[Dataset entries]
+ + + + + + +
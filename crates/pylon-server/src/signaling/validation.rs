//! Service record validation.

use crate::storage::EdgeService;

/// Field-level validation failures for service records.
#[derive(Debug, Clone, PartialEq, Eq, thiserror::Error)]
pub enum ValidationError {
    #[error("service ID is required")]
    MissingId,

    #[error("service ID too long (max 8 characters)")]
    IdTooLong,

    #[error("edge ID is required")]
    MissingEdgeId,

    #[error("service name is required")]
    MissingName,

    #[error("service name too long (max 128 characters)")]
    NameTooLong,

    #[error("service name must contain only alphanumeric, hyphens, underscores, and spaces")]
    NameInvalidChars,

    #[error("local host is required")]
    MissingLocalHost,

    #[error("invalid tunnel port: {0} (must be 1-65535)")]
    InvalidTunnelPort(i64),

    #[error("invalid local port: {0} (must be 1-65535)")]
    InvalidLocalPort(i64),

    #[error("invalid protocol: {0} (must be http or websocket)")]
    InvalidProtocol(String),
}

fn valid_name_char(c: char) -> bool {
    c.is_ascii_alphanumeric() || c == ' ' || c == '-' || c == '_'
}

fn valid_port(port: i64) -> bool {
    (1..=65535).contains(&port)
}

/// Validate a service record against the catalog constraints.
pub fn validate_service(service: &EdgeService) -> Result<(), ValidationError> {
    if service.id.is_empty() {
        return Err(ValidationError::MissingId);
    }
    if service.id.len() > 8 {
        return Err(ValidationError::IdTooLong);
    }

    if service.edge_id.is_empty() {
        return Err(ValidationError::MissingEdgeId);
    }

    if service.name.is_empty() {
        return Err(ValidationError::MissingName);
    }
    if service.name.len() > 128 {
        return Err(ValidationError::NameTooLong);
    }
    if !service.name.chars().all(valid_name_char) {
        return Err(ValidationError::NameInvalidChars);
    }

    if service.local_host.is_empty() {
        return Err(ValidationError::MissingLocalHost);
    }

    if !valid_port(service.tunnel_port) {
        return Err(ValidationError::InvalidTunnelPort(service.tunnel_port));
    }
    if !valid_port(service.local_port) {
        return Err(ValidationError::InvalidLocalPort(service.local_port));
    }

    match service.protocol.as_str() {
        "http" | "websocket" => Ok(()),
        other => Err(ValidationError::InvalidProtocol(other.to_string())),
    }
}
//! Pylon server library.
//!
//! Core functionality for the pylon server:
//! - TURN REST credentials, secret rotation, and allocation authentication
//! - WebSocket signaling hub with peer registry and service sync
//! - SQLite storage for the per-edge service catalog
//! - REST API with Argon2id-hashed bearer keys
//! - TLS certificate loading boundary

pub mod api;
pub mod apikey;
pub mod registry;
pub mod signaling;
pub mod storage;
pub mod tls;
pub mod turn;
//! Database queries for the service catalog.

use super::models::EdgeService;
use super::{DatabaseError, ServiceStore};

impl ServiceStore {
    /// Create a new service record. Fails if the id already exists.
    pub async fn create_service(&self, service: &EdgeService) -> Result<(), DatabaseError> {
        sqlx::query(
            "INSERT INTO edge_services \
             (id, edge_id, name, tunnel_port, local_host, local_port, protocol, enabled, created_at, updated_at) \
             VALUES (?, ?, ?, ?, ?, ?, ?, ?, ?, ?)",
        )
        .bind(&service.id)
        .bind(&service.edge_id)
        .bind(&service.name)
        .bind(service.tunnel_port)
        .bind(&service.local_host)
        .bind(service.local_port)
        .bind(&service.protocol)
        .bind(service.enabled)
        .bind(service.created_at)
        .bind(service.updated_at)
        .execute(self.pool())
        .await?;

        Ok(())
    }

    /// Update an existing service record.
    pub async fn update_service(&self, service: &EdgeService) -> Result<(), DatabaseError> {
        let result = sqlx::query(
            "UPDATE edge_services \
             SET name = ?, tunnel_port = ?, local_host = ?, local_port = ?, protocol = ?, enabled = ?, updated_at = ? \
             WHERE id = ?",
        )
        .bind(&service.name)
        .bind(service.tunnel_port)
        .bind(&service.local_host)
        .bind(service.local_port)
        .bind(&service.protocol)
        .bind(service.enabled)
        .bind(service.updated_at)
        .bind(&service.id)
        .execute(self.pool())
        .await?;

        if result.rows_affected() == 0 {
            return Err(DatabaseError::NotFound(format!("Service {}", service.id)));
        }

        Ok(())
    }

    /// Delete a service by id.
    pub async fn delete_service(&self, id: &str) -> Result<(), DatabaseError> {
        let result = sqlx::query("DELETE FROM edge_services WHERE id = ?")
            .bind(id)
            .execute(self.pool())
            .await?;

        if result.rows_affected() == 0 {
            return Err(DatabaseError::NotFound(format!("Service {id}")));
        }

        Ok(())
    }

    /// Get a service by id.
    pub async fn get_service(&self, id: &str) -> Result<EdgeService, DatabaseError> {
        sqlx::query_as::<_, EdgeService>("SELECT * FROM edge_services WHERE id = ?")
            .bind(id)
            .fetch_optional(self.pool())
            .await?
            .ok_or_else(|| DatabaseError::NotFound(format!("Service {id}")))
    }

    /// List all services owned by an edge, newest first.
    pub async fn list_edge_services(
        &self,
        edge_id: &str,
    ) -> Result<Vec<EdgeService>, DatabaseError> {
        let services = sqlx::query_as::<_, EdgeService>(
            "SELECT * FROM edge_services WHERE edge_id = ? ORDER BY created_at DESC",
        )
        .bind(edge_id)
        .fetch_all(self.pool())
        .await?;

        Ok(services)
    }

    /// List all enabled services across every edge.
    pub async fn list_enabled_services(&self) -> Result<Vec<EdgeService>, DatabaseError> {
        let services = sqlx::query_as::<_, EdgeService>(
            "SELECT * FROM edge_services WHERE enabled = 1 ORDER BY edge_id, created_at DESC",
        )
        .fetch_all(self.pool())
        .await?;

        Ok(services)
    }

    /// List every service regardless of status.
    pub async fn list_all_services(&self) -> Result<Vec<EdgeService>, DatabaseError> {
        let services = sqlx::query_as::<_, EdgeService>(
            "SELECT * FROM edge_services ORDER BY edge_id, created_at DESC",
        )
        .fetch_all(self.pool())
        .await?;

        Ok(services)
    }
}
+ + + + + + +
Would you print all of the entries exactly as they stand?

filename crates/pylon-server/src/signaling/validation.rs
//! Service record validation.

use crate::storage::EdgeService;

/// Field-level validation failures for service records.
#[derive(Debug, Clone, PartialEq, Eq, thiserror::Error)]
pub enum ValidationError {
    #[error("service ID is required")]
    MissingId,

    #[error("service ID too long (max 8 characters)")]
    IdTooLong,

    #[error("edge ID is required")]
    MissingEdgeId,

    #[error("service name is required")]
    MissingName,

    #[error("service name too long (max 128 characters)")]
    NameTooLong,

    #[error("service name must contain only alphanumeric, hyphens, underscores, and spaces")]
    NameInvalidChars,

    #[error("local host is required")]
    MissingLocalHost,

    #[error("invalid tunnel port: {0} (must be 1-65535)")]
    InvalidTunnelPort(i64),

    #[error("invalid local port: {0} (must be 1-65535)")]
    InvalidLocalPort(i64),

    #[error("invalid protocol: {0} (must be http or websocket)")]
    InvalidProtocol(String),
}

fn valid_name_char(c: char) -> bool {
    c.is_ascii_alphanumeric() || c == ' ' || c == '-' || c == '_'
}

fn valid_port(port: i64) -> bool {
    (1..=65535).contains(&port)
}

/// Validate a service record against the catalog constraints.
pub fn validate_service(service: &EdgeService) -> Result<(), ValidationError> {
    if service.id.is_empty() {
        return Err(ValidationError::MissingId);
    }
    if service.id.len() > 8 {
        return Err(ValidationError::IdTooLong);
    }

    if service.edge_id.is_empty() {
        return Err(ValidationError::MissingEdgeId);
    }

    if service.name.is_empty() {
        return Err(ValidationError::MissingName);
    }
    if service.name.len() > 128 {
        return Err(ValidationError::NameTooLong);
    }
    if !service.name.chars().all(valid_name_char) {
        return Err(ValidationError::NameInvalidChars);
    }

    if service.local_host.is_empty() {
        return Err(ValidationError::MissingLocalHost);
    }

    if !valid_port(service.tunnel_port) {
        return Err(ValidationError::InvalidTunnelPort(service.tunnel_port));
    }
    if !valid_port(service.local_port) {
        return Err(ValidationError::InvalidLocalPort(service.local_port));
    }

    match service.protocol.as_str() {
        "http" | "websocket" => Ok(()),
        other => Err(ValidationError::InvalidProtocol(other.to_string())),
    }
}
//! Pylon server library.
//!
//! Core functionality for the pylon server:
//! - TURN REST credentials, secret rotation, and allocation authentication
//! - WebSocket signaling hub with peer registry and service sync
//! - SQLite storage for the per-edge service catalog
//! - REST API with Argon2id-hashed bearer keys
//! - TLS certificate loading boundary

pub mod api;
pub mod apikey;
pub mod registry;
pub mod signaling;
pub mod storage;
pub mod tls;
pub mod turn;
//! Database queries for the service catalog.

use super::models::EdgeService;
use super::{DatabaseError, ServiceStore};

impl ServiceStore {
    /// Create a new service record. Fails if the id already exists.
    pub async fn create_service(&self, service: &EdgeService) -> Result<(), DatabaseError> {
        sqlx::query(
            "INSERT INTO edge_services \
             (id, edge_id, name, tunnel_port, local_host, local_port, protocol, enabled, created_at, updated_at) \
             VALUES (?, ?, ?, ?, ?, ?, ?, ?, ?, ?)",
        )
        .bind(&service.id)
        .bind(&service.edge_id)
        .bind(&service.name)
        .bind(service.tunnel_port)
        .bind(&service.local_host)
        .bind(service.local_port)
        .bind(&service.protocol)
        .bind(service.enabled)
        .bind(service.created_at)
        .bind(service.updated_at)
        .execute(self.pool())
        .await?;

        Ok(())
    }

    /// Update an existing service record.
    pub async fn update_service(&self, service: &EdgeService) -> Result<(), DatabaseError> {
        let result = sqlx::query(
            "UPDATE edge_services \
             SET name = ?, tunnel_port = ?, local_host = ?, local_port = ?, protocol = ?, enabled = ?, updated_at = ? \
             WHERE id = ?",
        )
        .bind(&service.name)
        .bind(service.tunnel_port)
        .bind(&service.local_host)
        .bind(service.local_port)
        .bind(&service.protocol)
        .bind(service.enabled)
        .bind(service.updated_at)
        .bind(&service.id)
        .execute(self.pool())
        .await?;

        if result.rows_affected() == 0 {
            return Err(DatabaseError::NotFound(format!("Service {}", service.id)));
        }

        Ok(())
    }

    /// Delete a service by id.
    pub async fn delete_service(&self, id: &str) -> Result<(), DatabaseError> {
        let result = sqlx::query("DELETE FROM edge_services WHERE id = ?")
            .bind(id)
            .execute(self.pool())
            .await?;

        if result.rows_affected() == 0 {
            return Err(DatabaseError::NotFound(format!("Service {id}")));
        }

        Ok(())
    }

    /// Get a service by id.
    pub async fn get_service(&self, id: &str) -> Result<EdgeService, DatabaseError> {
        sqlx::query_as::<_, EdgeService>("SELECT * FROM edge_services WHERE id = ?")
            .bind(id)
            .fetch_optional(self.pool())
            .await?
            .ok_or_else(|| DatabaseError::NotFound(format!("Service {id}")))
    }

    /// List all services owned by an edge, newest first.
    pub async fn list_edge_services(
        &self,
        edge_id: &str,
    ) -> Result<Vec<EdgeService>, DatabaseError> {
        let services = sqlx::query_as::<_, EdgeService>(
            "SELECT * FROM edge_services WHERE edge_id = ? ORDER BY created_at DESC",
        )
        .bind(edge_id)
        .fetch_all(self.pool())
        .await?;

        Ok(services)
    }

    /// List all enabled services across every edge.
    pub async fn list_enabled_services(&self) -> Result<Vec<EdgeService>, DatabaseError> {
        let services = sqlx::query_as::<_, EdgeService>(
            "SELECT * FROM edge_services WHERE enabled = 1 ORDER BY edge_id, created_at DESC",
        )
        .fetch_all(self.pool())
        .await?;

        Ok(services)
    }

    /// List every service regardless of status.
    pub async fn list_all_services(&self) -> Result<Vec<EdgeService>, DatabaseError> {
        let services = sqlx::query_as::<_, EdgeService>(
            "SELECT * FROM edge_services ORDER BY edge_id, created_at DESC",
        )
        .fetch_all(self.pool())
        .await?;

        Ok(services)
    }
}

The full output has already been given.